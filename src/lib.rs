// 该文件是 Posekit 项目的一部分。
// src/lib.rs - 库主文件
//
// 本文件根据 Apache 许可证第 2.0 版（以下简称“许可证”）授权使用；
// 除非遵守该许可证条款，否则您不得使用本文件。
// 您可通过以下网址获取许可证副本：
// http://www.apache.org/licenses/LICENSE-2.0
// 除非适用法律要求或书面同意，根据本许可协议分发的软件均按“原样”提供，
// 不附带任何形式的明示或暗示的保证或条件。
// 有关许可权限与限制的具体条款，请参阅本许可协议。
//
// Copyright (C) 2026 Johann Li <me@qinka.pro>, Wareless Group

use std::path::Path;

pub mod input;
pub mod model;
pub mod output;
pub mod pose;
pub mod registry;
pub mod stats;
pub mod task;

use crate::model::ModelOptions;
use crate::pose::Report;
use crate::registry::{EstimatorRegistry, ModelDescriptor};
use crate::task::{FrameProcessor, ProcessError, ProcessFlags, ProgressCallback};

pub trait FromUrl {
  type Error;
  fn from_url(url: &url::Url) -> Result<Self, Self::Error>
  where
    Self: Sized;
}

pub trait FromUrlWithScheme: FromUrl {
  const SCHEME: &'static str;
}

/// 注册表中的模型，按注册顺序
pub fn list_models(registry: &EstimatorRegistry) -> Vec<ModelDescriptor> {
  registry.list()
}

/// 处理一个视频并返回报告
///
/// `progress` 在每帧处理完后以 `(frame_number, total_frames)` 调用。
pub fn process_video(
  registry: &EstimatorRegistry,
  path: &str,
  model_id: &str,
  options: &ModelOptions,
  output_dir: &Path,
  flags: ProcessFlags,
  progress: Option<ProgressCallback<'_>>,
) -> Result<Report, ProcessError> {
  let mut processor = FrameProcessor::new(registry, model_id)
    .with_options(options.clone())
    .with_output_dir(output_dir)
    .with_flags(flags);
  if let Some(progress) = progress {
    processor = processor.with_progress(progress);
  }
  processor.process(path)
}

### EXERCISE BRIEF
The answer must consist of every line from the entries above that contains "FromUrl".

### COMPLETED EXERCISE
pub trait FromUrl {
pub trait FromUrlWithScheme: FromUrl {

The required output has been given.